━━━━━ DATASET ENTRIES ━━━━━
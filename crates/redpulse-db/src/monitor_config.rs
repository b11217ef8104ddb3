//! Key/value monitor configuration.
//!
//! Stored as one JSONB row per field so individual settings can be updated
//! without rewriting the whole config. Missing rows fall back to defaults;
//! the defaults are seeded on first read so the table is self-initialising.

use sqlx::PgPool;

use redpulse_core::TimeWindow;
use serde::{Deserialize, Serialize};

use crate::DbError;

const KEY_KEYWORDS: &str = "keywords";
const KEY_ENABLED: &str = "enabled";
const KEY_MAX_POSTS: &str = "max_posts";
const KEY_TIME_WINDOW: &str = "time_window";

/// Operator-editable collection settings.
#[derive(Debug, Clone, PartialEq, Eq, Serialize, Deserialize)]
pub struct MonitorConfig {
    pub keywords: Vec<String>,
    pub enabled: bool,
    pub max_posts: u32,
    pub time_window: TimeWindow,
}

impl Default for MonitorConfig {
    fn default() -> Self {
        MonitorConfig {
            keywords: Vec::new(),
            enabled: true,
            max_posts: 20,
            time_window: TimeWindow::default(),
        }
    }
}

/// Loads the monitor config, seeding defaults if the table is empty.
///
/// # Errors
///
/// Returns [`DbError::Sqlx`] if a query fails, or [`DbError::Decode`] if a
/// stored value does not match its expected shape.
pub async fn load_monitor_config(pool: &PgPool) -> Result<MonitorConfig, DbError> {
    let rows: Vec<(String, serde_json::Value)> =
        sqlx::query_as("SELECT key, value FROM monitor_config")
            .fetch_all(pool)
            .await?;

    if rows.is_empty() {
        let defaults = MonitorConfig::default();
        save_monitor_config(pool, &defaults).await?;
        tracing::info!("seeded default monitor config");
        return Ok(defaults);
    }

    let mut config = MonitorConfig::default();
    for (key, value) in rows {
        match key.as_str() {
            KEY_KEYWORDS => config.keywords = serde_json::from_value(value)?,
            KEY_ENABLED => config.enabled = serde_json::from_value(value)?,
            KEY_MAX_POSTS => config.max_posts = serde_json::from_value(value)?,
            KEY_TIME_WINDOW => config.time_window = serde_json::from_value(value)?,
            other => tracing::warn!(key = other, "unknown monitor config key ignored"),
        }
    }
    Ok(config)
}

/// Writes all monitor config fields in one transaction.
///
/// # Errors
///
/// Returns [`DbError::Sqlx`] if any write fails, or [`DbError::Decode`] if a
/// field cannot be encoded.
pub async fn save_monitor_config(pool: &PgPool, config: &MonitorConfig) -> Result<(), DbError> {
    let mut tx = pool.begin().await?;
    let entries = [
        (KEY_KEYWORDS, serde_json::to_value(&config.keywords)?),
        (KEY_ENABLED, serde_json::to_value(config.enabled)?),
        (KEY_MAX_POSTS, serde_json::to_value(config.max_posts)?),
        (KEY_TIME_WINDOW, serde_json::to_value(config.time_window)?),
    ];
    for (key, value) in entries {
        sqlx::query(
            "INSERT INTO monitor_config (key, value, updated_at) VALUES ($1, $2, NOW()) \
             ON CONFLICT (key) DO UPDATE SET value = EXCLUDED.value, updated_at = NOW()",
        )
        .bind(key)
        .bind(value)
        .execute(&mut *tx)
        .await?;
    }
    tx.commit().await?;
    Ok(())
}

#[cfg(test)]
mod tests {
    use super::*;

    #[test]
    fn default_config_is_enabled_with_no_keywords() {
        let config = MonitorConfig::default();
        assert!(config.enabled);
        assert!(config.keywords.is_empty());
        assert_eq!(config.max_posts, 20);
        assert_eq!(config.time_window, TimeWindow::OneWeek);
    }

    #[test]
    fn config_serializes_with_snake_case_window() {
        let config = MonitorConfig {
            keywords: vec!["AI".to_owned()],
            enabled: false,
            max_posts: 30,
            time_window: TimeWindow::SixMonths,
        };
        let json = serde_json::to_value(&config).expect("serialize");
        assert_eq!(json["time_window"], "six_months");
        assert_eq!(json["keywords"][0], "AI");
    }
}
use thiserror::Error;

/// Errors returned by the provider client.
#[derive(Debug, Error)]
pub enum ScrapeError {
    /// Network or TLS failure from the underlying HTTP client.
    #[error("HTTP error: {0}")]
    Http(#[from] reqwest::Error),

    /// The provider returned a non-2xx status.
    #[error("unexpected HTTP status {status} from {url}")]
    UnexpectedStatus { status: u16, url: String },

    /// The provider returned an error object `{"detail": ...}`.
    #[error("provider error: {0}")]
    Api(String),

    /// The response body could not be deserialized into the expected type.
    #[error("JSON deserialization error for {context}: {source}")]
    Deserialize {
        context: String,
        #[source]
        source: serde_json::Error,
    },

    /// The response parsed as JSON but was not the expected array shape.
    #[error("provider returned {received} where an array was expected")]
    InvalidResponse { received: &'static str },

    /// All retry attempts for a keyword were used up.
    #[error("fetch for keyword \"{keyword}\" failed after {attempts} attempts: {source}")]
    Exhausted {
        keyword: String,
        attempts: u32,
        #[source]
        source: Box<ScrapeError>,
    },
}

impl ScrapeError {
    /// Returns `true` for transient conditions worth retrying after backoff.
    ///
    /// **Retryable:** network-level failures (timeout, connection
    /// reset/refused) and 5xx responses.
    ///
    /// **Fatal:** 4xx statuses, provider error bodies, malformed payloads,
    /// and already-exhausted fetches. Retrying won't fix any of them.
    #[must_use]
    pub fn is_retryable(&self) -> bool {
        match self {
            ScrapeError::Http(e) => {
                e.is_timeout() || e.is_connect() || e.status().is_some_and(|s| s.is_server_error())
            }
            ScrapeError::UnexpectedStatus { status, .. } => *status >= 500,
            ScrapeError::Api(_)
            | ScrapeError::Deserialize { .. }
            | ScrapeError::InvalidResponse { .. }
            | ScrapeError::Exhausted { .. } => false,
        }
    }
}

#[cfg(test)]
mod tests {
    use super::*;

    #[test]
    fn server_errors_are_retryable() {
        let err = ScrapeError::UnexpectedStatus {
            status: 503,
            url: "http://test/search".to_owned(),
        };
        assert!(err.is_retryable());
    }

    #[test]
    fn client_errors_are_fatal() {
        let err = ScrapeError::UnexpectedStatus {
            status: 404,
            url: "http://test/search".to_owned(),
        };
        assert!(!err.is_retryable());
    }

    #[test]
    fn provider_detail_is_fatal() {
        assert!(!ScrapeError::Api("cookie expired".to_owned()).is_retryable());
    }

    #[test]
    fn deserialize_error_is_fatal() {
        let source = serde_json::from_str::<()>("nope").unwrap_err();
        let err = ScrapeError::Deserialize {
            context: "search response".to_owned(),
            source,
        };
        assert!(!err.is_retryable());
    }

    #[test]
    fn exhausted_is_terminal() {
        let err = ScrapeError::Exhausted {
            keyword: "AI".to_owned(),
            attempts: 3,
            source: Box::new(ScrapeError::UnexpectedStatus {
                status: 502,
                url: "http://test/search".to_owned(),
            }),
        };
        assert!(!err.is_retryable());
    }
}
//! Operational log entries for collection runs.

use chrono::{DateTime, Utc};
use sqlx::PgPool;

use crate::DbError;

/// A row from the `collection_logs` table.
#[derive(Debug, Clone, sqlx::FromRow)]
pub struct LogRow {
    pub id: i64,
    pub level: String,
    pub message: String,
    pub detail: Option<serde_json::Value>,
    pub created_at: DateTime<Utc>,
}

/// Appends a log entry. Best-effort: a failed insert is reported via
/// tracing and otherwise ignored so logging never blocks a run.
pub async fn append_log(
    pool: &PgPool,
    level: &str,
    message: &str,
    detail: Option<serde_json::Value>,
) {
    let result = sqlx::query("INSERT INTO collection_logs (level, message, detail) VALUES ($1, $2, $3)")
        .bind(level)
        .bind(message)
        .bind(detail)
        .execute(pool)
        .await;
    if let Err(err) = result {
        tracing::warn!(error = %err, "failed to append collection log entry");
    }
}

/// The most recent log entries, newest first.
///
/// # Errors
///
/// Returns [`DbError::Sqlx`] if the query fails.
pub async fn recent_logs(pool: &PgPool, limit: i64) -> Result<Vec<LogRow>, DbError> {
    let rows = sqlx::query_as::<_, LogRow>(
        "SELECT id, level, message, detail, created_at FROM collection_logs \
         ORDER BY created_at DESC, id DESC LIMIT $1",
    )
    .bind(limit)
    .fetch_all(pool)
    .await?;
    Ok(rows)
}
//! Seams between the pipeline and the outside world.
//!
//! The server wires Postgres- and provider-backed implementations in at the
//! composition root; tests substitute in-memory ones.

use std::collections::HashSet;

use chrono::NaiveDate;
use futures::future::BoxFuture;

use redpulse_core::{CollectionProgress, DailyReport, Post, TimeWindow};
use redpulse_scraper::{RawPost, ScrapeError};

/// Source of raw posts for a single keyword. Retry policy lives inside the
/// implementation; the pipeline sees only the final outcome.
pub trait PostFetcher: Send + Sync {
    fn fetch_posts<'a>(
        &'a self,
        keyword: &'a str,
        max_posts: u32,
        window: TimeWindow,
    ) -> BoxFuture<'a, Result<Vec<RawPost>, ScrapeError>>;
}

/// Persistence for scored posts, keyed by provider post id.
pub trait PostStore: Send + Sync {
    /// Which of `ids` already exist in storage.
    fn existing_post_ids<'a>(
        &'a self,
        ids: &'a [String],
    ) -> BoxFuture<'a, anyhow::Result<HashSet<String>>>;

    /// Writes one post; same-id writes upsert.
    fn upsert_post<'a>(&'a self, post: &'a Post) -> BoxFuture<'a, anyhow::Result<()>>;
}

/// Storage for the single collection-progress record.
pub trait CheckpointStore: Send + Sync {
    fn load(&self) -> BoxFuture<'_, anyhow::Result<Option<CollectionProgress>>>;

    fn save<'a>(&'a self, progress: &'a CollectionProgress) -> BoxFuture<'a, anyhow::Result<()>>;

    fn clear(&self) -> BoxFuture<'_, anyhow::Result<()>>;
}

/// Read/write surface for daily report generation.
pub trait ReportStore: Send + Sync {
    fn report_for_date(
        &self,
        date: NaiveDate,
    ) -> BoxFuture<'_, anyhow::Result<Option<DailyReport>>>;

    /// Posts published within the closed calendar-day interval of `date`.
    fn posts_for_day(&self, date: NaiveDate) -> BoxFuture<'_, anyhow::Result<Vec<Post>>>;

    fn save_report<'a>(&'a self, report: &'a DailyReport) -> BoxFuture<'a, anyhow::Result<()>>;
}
━━━━━
| PROBLEM TO SOLVE |
Please copy exactly the lines from the first line of the records above through the line containing "KEY_MAX_POSTS => config.max_posts", including both, and nothing more.

| TASK SOLUTION |
filename crates/redpulse-db/src/monitor_config.rs
repository b11217ef8104ddb3
//! Key/value monitor configuration.
//!
//! Stored as one JSONB row per field so individual settings can be updated
//! without rewriting the whole config. Missing rows fall back to defaults;
//! the defaults are seeded on first read so the table is self-initialising.

use sqlx::PgPool;

use redpulse_core::TimeWindow;
use serde::{Deserialize, Serialize};

use crate::DbError;

const KEY_KEYWORDS: &str = "keywords";
const KEY_ENABLED: &str = "enabled";
const KEY_MAX_POSTS: &str = "max_posts";
const KEY_TIME_WINDOW: &str = "time_window";

/// Operator-editable collection settings.
#[derive(Debug, Clone, PartialEq, Eq, Serialize, Deserialize)]
pub struct MonitorConfig {
    pub keywords: Vec<String>,
    pub enabled: bool,
    pub max_posts: u32,
    pub time_window: TimeWindow,
}

impl Default for MonitorConfig {
    fn default() -> Self {
        MonitorConfig {
            keywords: Vec::new(),
            enabled: true,
            max_posts: 20,
            time_window: TimeWindow::default(),
        }
    }
}

/// Loads the monitor config, seeding defaults if the table is empty.
///
/// # Errors
///
/// Returns [`DbError::Sqlx`] if a query fails, or [`DbError::Decode`] if a
/// stored value does not match its expected shape.
pub async fn load_monitor_config(pool: &PgPool) -> Result<MonitorConfig, DbError> {
    let rows: Vec<(String, serde_json::Value)> =
        sqlx::query_as("SELECT key, value FROM monitor_config")
            .fetch_all(pool)
            .await?;

    if rows.is_empty() {
        let defaults = MonitorConfig::default();
        save_monitor_config(pool, &defaults).await?;
        tracing::info!("seeded default monitor config");
        return Ok(defaults);
    }

    let mut config = MonitorConfig::default();
    for (key, value) in rows {
        match key.as_str() {
            KEY_KEYWORDS => config.keywords = serde_json::from_value(value)?,
            KEY_ENABLED => config.enabled = serde_json::from_value(value)?,
            KEY_MAX_POSTS => config.max_posts = serde_json::from_value(value)?,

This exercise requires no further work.